* **EXERCISE PROMPT**
If a line in the listing below includes the word "entirely", pick it out.
-------- EXERCISE MATERIALS
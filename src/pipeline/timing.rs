//! Paragraph-break timing.
//!
//! Dictated utterances that arrive close together belong to the same
//! paragraph; a long pause means the user started a new thought.
//! [`TimingCoordinator`] tracks the wall-clock time of the last completed
//! transcription and tells the orchestrator when to prepend a newline.

use std::sync::Mutex;
use std::time::{Duration, Instant};

// ---------------------------------------------------------------------------
// TimingCoordinator
// ---------------------------------------------------------------------------

/// Inter-utterance silence tracker.  A `silence_gap` of zero disables
/// paragraph breaks entirely.
#[derive(Debug)]
pub struct TimingCoordinator {
    last_completed: Mutex<Option<Instant>>,
    silence_gap: Duration,
}

impl TimingCoordinator {
    pub fn new(silence_gap: Duration) -> Self {
        Self {
            last_completed: Mutex::new(None),
            silence_gap,
        }
    }

    pub fn from_millis(silence_gap_ms: u64) -> Self {
        Self::new(Duration::from_millis(silence_gap_ms))
    }

    /// `true` iff a previous transcription exists and more than the silence
    /// gap has elapsed since it completed.
    pub fn should_add_paragraph_break(&self) -> bool {
        if self.silence_gap.is_zero() {
            return false;
        }
        self.last_completed
            .lock()
            .unwrap()
            .is_some_and(|last| last.elapsed() > self.silence_gap)
    }

    /// Stamp now as the completion time of the latest transcription.
    pub fn record_transcription(&self) {
        *self.last_completed.lock().unwrap() = Some(Instant::now());
    }

    /// Forget the previous transcription entirely.
    pub fn reset(&self) {
        *self.last_completed.lock().unwrap() = None;
    }
}

/// Prepend a single paragraph break, without doubling an existing one.
pub fn with_paragraph_break(text: &str) -> String {
    if text.starts_with('\n') {
        text.to_owned()
    } else {
        format!("\n{text}")
    }
}

// ---------------------------------------------------------------------------
// Tests
// ---------------------------------------------------------------------------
----------------
* **OUTPUT**
/// paragraph breaks entirely.
    /// Forget the previous transcription entirely.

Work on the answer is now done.